(Records excerpted from a collection)

------

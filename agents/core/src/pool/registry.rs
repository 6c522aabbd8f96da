use crate::core::{registry::Registry, wrapper::*};
use common::errors::{NodeNotFound, PoolNotFound, ReplicaNotFound, SvcError};
use mbus_api::v0::{NodeId, Pool, PoolId, Replica, ReplicaId};
use snafu::OptionExt;

/// Pool helpers
impl Registry {
    /// Get all pools from node `node_id` or from all nodes
    pub(crate) async fn get_node_opt_pools(
        &self,
        node_id: Option<NodeId>,
    ) -> Result<Vec<Pool>, SvcError> {
        match node_id {
            None => self.get_pools_inner().await,
            Some(node_id) => self.get_node_pools(&node_id).await,
        }
    }

    /// Get wrapper pool `pool_id` from node `node_id`
    pub(crate) async fn get_node_pool_wrapper(
        &self,
        node_id: &NodeId,
        pool_id: &PoolId,
    ) -> Result<PoolWrapper, SvcError> {
        let node =
            self.get_node_wrapper(node_id).await.context(NodeNotFound {
                node_id: node_id.clone(),
            })?;
        let pool = node.pool(pool_id).await.context(PoolNotFound {
            pool_id: pool_id.clone(),
        })?;
        Ok(pool)
    }

    /// Get pool wrapper for `pool_id`
    pub(crate) async fn get_pool_wrapper(
        &self,
        pool_id: &PoolId,
    ) -> Result<PoolWrapper, SvcError> {
        let nodes = self.get_nodes_wrapper().await;
        for node in nodes {
            if let Some(pool) = node.pool(pool_id).await {
                return Ok(pool);
            }
        }
        Err(SvcError::PoolNotFound {
            pool_id: pool_id.clone(),
        })
    }

    /// Get all pool wrappers
    pub(crate) async fn get_pools_wrapper(
        &self,
    ) -> Result<Vec<PoolWrapper>, SvcError> {
        let nodes = self.get_nodes_wrapper().await;
        let mut pools = vec![];
        for node in nodes {
            pools.extend(node.pools().await);
        }
        Ok(pools)
    }

    /// Get all pools
    pub(crate) async fn get_pools_inner(&self) -> Result<Vec<Pool>, SvcError> {
        let nodes = self.get_pools_wrapper().await?;
        Ok(nodes.iter().map(Pool::from).collect())
    }

    /// Get all pools from node `node_id`
    pub(crate) async fn get_node_pools(
        &self,
        node_id: &NodeId,
    ) -> Result<Vec<Pool>, SvcError> {
        let node =
            self.get_node_wrapper(node_id).await.context(NodeNotFound {
                node_id: node_id.clone(),
            })?;
        Ok(node.pools().await.iter().map(Pool::from).collect())
    }
}

/// Replica helpers
impl Registry {
    /// Get all replicas from node `node_id` or from all nodes
    pub(crate) async fn get_node_opt_replicas(
        &self,
        node_id: Option<NodeId>,
    ) -> Result<Vec<Replica>, SvcError> {
        match node_id {
            None => self.get_replicas().await,
            Some(node_id) => self.get_node_replicas(&node_id).await,
        }
    }

    /// Get all replicas
    pub(crate) async fn get_replicas(&self) -> Result<Vec<Replica>, SvcError> {
        let nodes = self.get_pools_wrapper().await?;
        Ok(nodes.iter().map(|pool| pool.replicas()).flatten().collect())
    }

    /// Get replica `replica_id`
    pub(crate) async fn get_replica(
        &self,
        replica_id: &ReplicaId,
    ) -> Result<Replica, SvcError> {
        let replicas = self.get_replicas().await?;
        let replica = replicas.iter().find(|r| &r.uuid == replica_id).context(
            ReplicaNotFound {
                replica_id: replica_id.clone(),
            },
        )?;
        Ok(replica.clone())
    }

    /// Get all replicas from node `node_id`
    pub(crate) async fn get_node_replicas(
        &self,
        node_id: &NodeId,
    ) -> Result<Vec<Replica>, SvcError> {
        let node =
            self.get_node_wrapper(node_id).await.context(NodeNotFound {
                node_id: node_id.clone(),
            })?;
        Ok(node.replicas().await)
    }

    /// Get replica `replica_id` from node `node_id`
    pub(crate) async fn get_node_replica(
        &self,
        node_id: &NodeId,
        replica_id: &ReplicaId,
    ) -> Result<Replica, SvcError> {
        let node =
            self.get_node_wrapper(node_id).await.context(NodeNotFound {
                node_id: node_id.clone(),
            })?;
        let replica =
            node.replica(replica_id).await.context(ReplicaNotFound {
                replica_id: replica_id.clone(),
            })?;
        Ok(replica)
    }

    /// Get replica `replica_id` from pool `pool_id`
    pub(crate) async fn get_pool_replica(
        &self,
        pool_id: &PoolId,
        replica_id: &ReplicaId,
    ) -> Result<Replica, SvcError> {
        let pool = self.get_pool_wrapper(pool_id).await?;
        let replica = pool.replica(replica_id).context(ReplicaNotFound {
            replica_id: replica_id.clone(),
        })?;
        Ok(replica.clone())
    }

    /// Get replica `replica_id` from pool `pool_id` on node `node_id`
    pub(crate) async fn get_node_pool_replica(
        &self,
        node_id: &NodeId,
        pool_id: &PoolId,
        replica_id: &ReplicaId,
    ) -> Result<Replica, SvcError> {
        let node =
            self.get_node_wrapper(node_id).await.context(NodeNotFound {
                node_id: node_id.clone(),
            })?;
        let pool = node.pool(pool_id).await.context(PoolNotFound {
            pool_id: pool_id.clone(),
        })?;
        let replica = pool.replica(replica_id).context(ReplicaNotFound {
            replica_id: replica_id.clone(),
        })?;
        Ok(replica.clone())
    }
}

------

The response consists of the lines above that contain "iter".

        Ok(nodes.iter().map(Pool::from).collect())
        Ok(node.pools().await.iter().map(Pool::from).collect())
        Ok(nodes.iter().map(|pool| pool.replicas()).flatten().collect())
        let replica = replicas.iter().find(|r| &r.uuid == replica_id).context(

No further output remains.